Hi! I’m ML_Bear, an ML Engineer on Mercari’s Recommendation Team.
I’m in charge of improving the recommendation components displayed on the Mercari home page and elsewhere. Today I’m going to show you examples of how I improved the recommendation logic by using Mercari’s massive amount of log data and the metadata assigned to items sold on the Mercari app by users. (More details on the metadata below.)

Item Metadata

To improve the item search experience for users, Mercari assigns various kinds of metadata to the items on the app. For example, metadata for apparel includes color and the fabric’s texture, while for home appliances it contains model numbers. The different kinds of data that indicate an item’s traits is what we call metadata.
I’d like to take a look right now at the metadata we assign to books and manga (what I’ll refer to as “title data” below).
In the Mercari app, metadata is assigned to books and manga to show what series each item belongs to. For example, "Kingdom Vol. 1," "Kingdom Vol. 2," "Kingdom Vol. 25-50," and "Complete set of Kingdom" get the same "Kingdom" title data.
At Mercari, we also record all logs of items viewed by users.
So, I tested a way I thought we could improve book and manga recommendations to match user interests by reconciling those logs and title data while using the Item2Vec recommendation technique.

Using Item2Vec

Word2Vec1 is one well-known technique for natural language processing.It is a method that proposes words can be processed in a variety of ways by vectorizing them. Although it’s a fairly old technology, it is highly versatile, so it’s used in many kinds of research and in machine learning competitions.
Item2Vec2 is a way to apply that technique to item recommendations.
Implementation and training are relatively simple, and it’s a very easy way to produce accuracy. That’s why other companies have also shared use cases. It’s difficult to use if there aren’t many user logs, but personally, I think it’s highly suited to a service like Mercari that has a massive number of users and an enormous number of logs collected on a daily basis.
I created a recommendation logic with the following method.
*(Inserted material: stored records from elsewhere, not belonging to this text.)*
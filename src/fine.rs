//! Punctuality fine calculation.
//!
//! A fine prices late-arrival or early-exit minutes under the business fine
//! configuration: the first matching override rule wins, otherwise the
//! configured method applies. The calculation is a total function: missing
//! salary or shift-hours context degrades to a zero rate, never an error.

use rust_decimal::Decimal;
use serde::{Deserialize, Serialize};

use crate::config::{CustomFineUnit, FineConfig, FineMethod, FinePayout, FineScope};

/// The punch violation being priced.
#[derive(Debug, Clone, Copy, PartialEq, Eq, Serialize, Deserialize)]
#[serde(rename_all = "snake_case")]
pub enum FineTrigger {
    /// The employee checked in after the expected boundary.
    LateArrival,
    /// The employee checked out before the expected boundary.
    EarlyExit,
}

fn scope_matches(scope: FineScope, trigger: FineTrigger) -> bool {
    match scope {
        FineScope::Both => true,
        FineScope::LateArrival => trigger == FineTrigger::LateArrival,
        FineScope::EarlyExit => trigger == FineTrigger::EarlyExit,
    }
}

/// Computes the monetary fine for a punch violation.
///
/// Returns zero when fines are disabled, `minutes` is non-positive, or
/// `minutes` does not exceed the configured grace threshold. Otherwise the
/// first rule whose scope matches `trigger` decides the payout; with no
/// matching rule the configured method applies (`FixedPerHour`: flat rate x
/// hours; `ShiftBased`: daily salary over shift hours x hours). The result
/// is rounded to two decimal places.
///
/// # Example
///
/// ```
/// use leave_engine::config::{FineConfig, FineMethod};
/// use leave_engine::fine::{FineTrigger, calculate_fine};
/// use rust_decimal::Decimal;
/// use std::str::FromStr;
///
/// let config = FineConfig {
///     enabled: true,
///     grace_minutes: 0,
///     method: FineMethod::ShiftBased,
///     per_hour_rate: Decimal::ZERO,
///     rules: vec![],
/// };
///
/// // 60 minutes late, daily salary 800 over an 8-hour shift: 100.00.
/// let fine = calculate_fine(
///     60,
///     FineTrigger::LateArrival,
///     &config,
///     Decimal::from(800),
///     Decimal::from(8),
/// );
/// assert_eq!(fine, Decimal::from_str("100.00").unwrap());
/// ```
pub fn calculate_fine(
    minutes: i64,
    trigger: FineTrigger,
    config: &FineConfig,
    daily_salary: Decimal,
    shift_hours: Decimal,
) -> Decimal {
    if !config.enabled || minutes <= 0 || minutes <= config.grace_minutes {
        return Decimal::ZERO;
    }

    let hours = Decimal::from(minutes) / Decimal::from(60);
    let hourly_rate = if shift_hours > Decimal::ZERO {
        daily_salary / shift_hours
    } else {
        Decimal::ZERO
    };

    let rule = config
        .rules
        .iter()
        .find(|r| scope_matches(r.applies_to, trigger));

    let amount = match rule {
        Some(rule) => match &rule.payout {
            FinePayout::Custom { amount, unit } => match unit {
                CustomFineUnit::PerMinute => *amount * Decimal::from(minutes),
                CustomFineUnit::PerHour => *amount * hours,
                CustomFineUnit::Fixed => *amount,
            },
            FinePayout::SalaryMultiple { factor } => {
                hourly_rate * Decimal::from(*factor) * hours
            }
            FinePayout::HalfDaySalary => daily_salary / Decimal::from(2),
            FinePayout::FullDaySalary => daily_salary,
        },
        None => match config.method {
            FineMethod::FixedPerHour => config.per_hour_rate * hours,
            FineMethod::ShiftBased => hourly_rate * hours,
        },
    };

    amount.round_dp(2)
}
  1. Derive the similarity and relationship of each item. (With Python, process monthly by using data from N past months.)
    a. Extract users who viewed book or manga items over the past N months.
    b. Collect users’ item browsing histories over the past N months.
    c. Extract arrays of titles viewed by session.
    d. Regard title arrays as sentences and each title as a word, then derive title vectors with Item2Vec.
    e. Use title vectors to derive relationships between titles (cos similarity).
    f. Store data on relationship between titles in BigQuery.
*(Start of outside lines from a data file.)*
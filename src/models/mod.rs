//! Core data models for the reconciliation engine.
//!
//! This module contains all the domain models used throughout the engine.

mod attendance;
mod leave;
mod staff;

pub use attendance::{AttendanceRecord, AttendanceStatus};
pub use leave::{HalfDaySession, LeaveKind, LeaveRequest, LeaveStatus};
pub use staff::{LeaveTemplate, LeaveTypeConfig, Staff};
  2. Generate recommendations for users. (With BigQuery, process hourly by using data from N past hours.)
    a. Extract the history of items browsed by the user over the past N hours that are also tied to title data.
    b. Derive "titles similar to item titles the user has viewed."
    c. Store the data derived in the preceding step as "list of titles to recommend to users" in Bigtable.
    d. If there is a title list to recommend in Bigtable when a user visits the home page, search for those titles and display them in the recommended item list.

Fig1. Concept diagram for separating titles by sessions in item browsing logs

Fig2. The new recommendation section"Recommended Books & Manga for You"

I won’t discuss details about the system when it generates recommendation data or displays it in the app, but below is an overview (everything is processed on GCP)

  • Process most data concerning item viewing logs with BigQuery (BigQuery makes it easy to process hundreds of millions of lines of log data.)
  • Use Gensim on Colab to process Item2Vec calculations.
  • For the data pipeline, use Cloud Compower (Airflow) to execute hourly and monthly data processing.
  • Use Bigtable for the data store in the production environment.

Item2Vec Results

I’d like to show you some of the results from calculating with Item2Vec.
Below are the results from the most_similar function in the model I calculated with Gensim. (The number indicates the degree of similarity.)

Titles similar to the manga "Dragon Zakura"

1[('Dragon Zakura 2 17', 0.8193),
2 ('Angel Bank: Dragon Zakura Gaiden', 0.6674),
3 ('Let's Go to University of Tokyo: Dragon Zakura Official Guidebook', 0.628),
4 ('7 Skills from Dragon Zakura for Parents to Bring Out the Ability for Kids to Pass the University of Tokyo Entrance Exam: Longshan High School “Parent Skills” Special...', 0.5366),
5 ('Dragon Zakura Official Supplementary Reader, Age 16 Textbook 2, Where Do Study and Work Connect?', 0.5265),
6 (Gin no Anchor: Naitei Ukeoi Manga', 0.5145),
7 ('The Great War of Archimedes', 0.5118),
8 ('Bucho Shima Kosaku: Bilingual Edition', 0.5098),
9 ('Investor Z Complete', 0.5034),
10 (' Dragon Zakura Official Supplementary Reader, Age 16 Textbook, Why Study? What to Study?', 0.4913),

Dragon Zakura is a Japanese manga series written and illustrated by Norifusa Mita.
It tells the story of high school students studying to enter the University of Tokyo.
Supplementary readers for entrance exams are mixed in with Norifusa Mita’s works. I found this unexpected result very interesting.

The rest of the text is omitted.